Group B Strep Culture
Group B streptococcus culture is a swab test done to determine if the woman has Group B streptococcus. Group B streptococcus is a common bacteria that may be found in the intestines in about 25 per cent of women. It usually does not cause problems for the adult. However, if the bacteria colonises the vagina, then during labour and the delivery, the baby may be exposed to the bacteria. Some babies may get an infection from the bacteria and develop a serious lung or brain infection. The risk of foetal infection can be reduced by giving the mother antibiotics when she is in labour if she is tested positive, explains Dr Watt.

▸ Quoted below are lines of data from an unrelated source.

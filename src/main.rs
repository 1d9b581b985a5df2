use clap::{Parser, Subcommand};
use std::path::PathBuf;
use std::process::ExitCode;
use tokio::runtime::Runtime;
use tracing_subscriber::{layer::SubscriberExt, util::SubscriberInitExt};

use agentgate::cli::CommandContext;
use agentgate::cli::commands::run::RunOptions;

#[derive(Parser)]
#[command(name = "agentgate")]
#[command(
    version,
    about = "Pre-flight gate and resilient execution pipeline for AI pentest agents"
)]
struct Cli {
    #[command(subcommand)]
    command: Commands,

    #[arg(long, global = true, help = "Extra runner settings file (TOML)")]
    settings: Option<PathBuf>,

    #[arg(long, global = true)]
    verbose: bool,

    #[arg(long, short, global = true)]
    quiet: bool,

    #[arg(long, global = true, help = "Print heartbeat lines instead of the spinner")]
    no_loader: bool,
}

#[derive(Subcommand)]
enum Commands {
    /// Check repository, config and API credentials
    Preflight {
        #[arg(long, help = "Target repository (must contain .git)")]
        repo: PathBuf,
        #[arg(long, help = "Pentest config file (YAML)")]
        config: Option<PathBuf>,
    },

    /// Run one agent prompt after the pre-flight gate
    Run {
        #[arg(long, help = "Target repository (must contain .git)")]
        repo: PathBuf,
        #[arg(long, help = "Pentest config file (YAML)")]
        config: Option<PathBuf>,
        #[arg(long, help = "Agent description, e.g. \"Injection vuln agent\"")]
        agent: String,
        #[arg(long, conflicts_with = "prompt_file", required_unless_present = "prompt_file")]
        prompt: Option<String>,
        #[arg(long, help = "Read the prompt from a file")]
        prompt_file: Option<PathBuf>,
        #[arg(long, help = "Context prepended to the prompt")]
        context_file: Option<PathBuf>,
        #[arg(long, help = "Directory for the JSON Lines audit log")]
        audit_dir: Option<PathBuf>,
        #[arg(long, help = "Print the run report as JSON")]
        json: bool,
    },

    /// Manage configuration
    Config {
        #[command(subcommand)]
        action: ConfigAction,
    },
}

#[derive(Subcommand)]
enum ConfigAction {
    /// Show current settings (merged from all sources)
    Show {
        #[arg(long, help = "Output as JSON instead of TOML")]
        json: bool,
    },
    /// Show configuration file paths
    Path,
    /// Validate a pentest config file
    Validate {
        #[arg(help = "Pentest config file (YAML)")]
        file: PathBuf,
    },
}

/// Set up panic handler for graceful error reporting
fn setup_panic_handler() {
    let default_hook = std::panic::take_hook();

    std::panic::set_hook(Box::new(move |panic_info| {
        let message = if let Some(s) = panic_info.payload().downcast_ref::<&str>() {
            s.to_string()
        } else if let Some(s) = panic_info.payload().downcast_ref::<String>() {
            s.clone()
        } else {
            "Unknown panic".to_string()
        };

        eprintln!("\n\x1b[1;31m━━━ PANIC ━━━\x1b[0m");
        eprintln!("\x1b[31magentgate encountered an unexpected error:\x1b[0m");
        eprintln!("  {}", message);

        if let Some(location) = panic_info.location() {
            eprintln!(
                "\x1b[90mLocation: {}:{}:{}\x1b[0m",
                location.file(),
                location.line(),
                location.column()
            );
        }
        eprintln!();

        // Call default hook for backtrace (if RUST_BACKTRACE=1)
        default_hook(panic_info);
    }));
}

fn main() -> ExitCode {
    setup_panic_handler();

    match run_cli() {
        Ok(true) => ExitCode::SUCCESS,
        Ok(false) => ExitCode::FAILURE,
        Err(e) => {
            eprintln!("\x1b[31mError:\x1b[0m {:#}", e);
            ExitCode::FAILURE
        }
    }
}

/// Returns whether the command succeeded
fn run_cli() -> anyhow::Result<bool> {
    let cli = Cli::parse();

    let filter = if cli.verbose {
        "debug"
    } else if cli.quiet {
        "error"
    } else {
        "info"
    };

    // Logs go to stderr so `--json` output stays machine-readable
    tracing_subscriber::registry()
        .with(
            tracing_subscriber::EnvFilter::try_from_default_env().unwrap_or_else(|_| filter.into()),
        )
        .with(tracing_subscriber::fmt::layer().with_writer(std::io::stderr))
        .init();

    let settings = cli.settings.as_deref();

    let passed = match cli.command {
        Commands::Preflight { repo, config } => {
            let ctx = CommandContext::load(settings, cli.no_loader)?;
            let rt = Runtime::new()?;
            rt.block_on(agentgate::cli::commands::preflight::run(
                &ctx,
                &repo,
                config.as_deref(),
            ))?
        }
        Commands::Run {
            repo,
            config,
            agent,
            prompt,
            prompt_file,
            context_file,
            audit_dir,
            json,
        } => {
            let ctx = CommandContext::load(settings, cli.no_loader)?;
            let rt = Runtime::new()?;
            rt.block_on(agentgate::cli::commands::run::run(
                &ctx,
                RunOptions {
                    repo,
                    config,
                    agent,
                    prompt,
                    prompt_file,
                    context_file,
                    audit_dir,
                    json,
                },
            ))?
        }
        Commands::Config { action } => match action {
            ConfigAction::Show { json } => {
                agentgate::cli::commands::config::show(settings, json)?;
                true
            }
            ConfigAction::Path => {
                agentgate::cli::commands::config::path()?;
                true
            }
            ConfigAction::Validate { file } => {
                let rt = Runtime::new()?;
                rt.block_on(agentgate::cli::commands::config::validate(&file))?
            }
        },
    };

    Ok(passed)
}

Childbirth is as old as human existence, but perhaps one of the most important changes has been in the area of prenatal testing. Today, we have the opportunity to know vital facts about a baby before he or she is born. Perhaps, now, more than ever, women are using prenatal testing for the purpose of preparation, both medically and emotionally rather than as a route towards termination.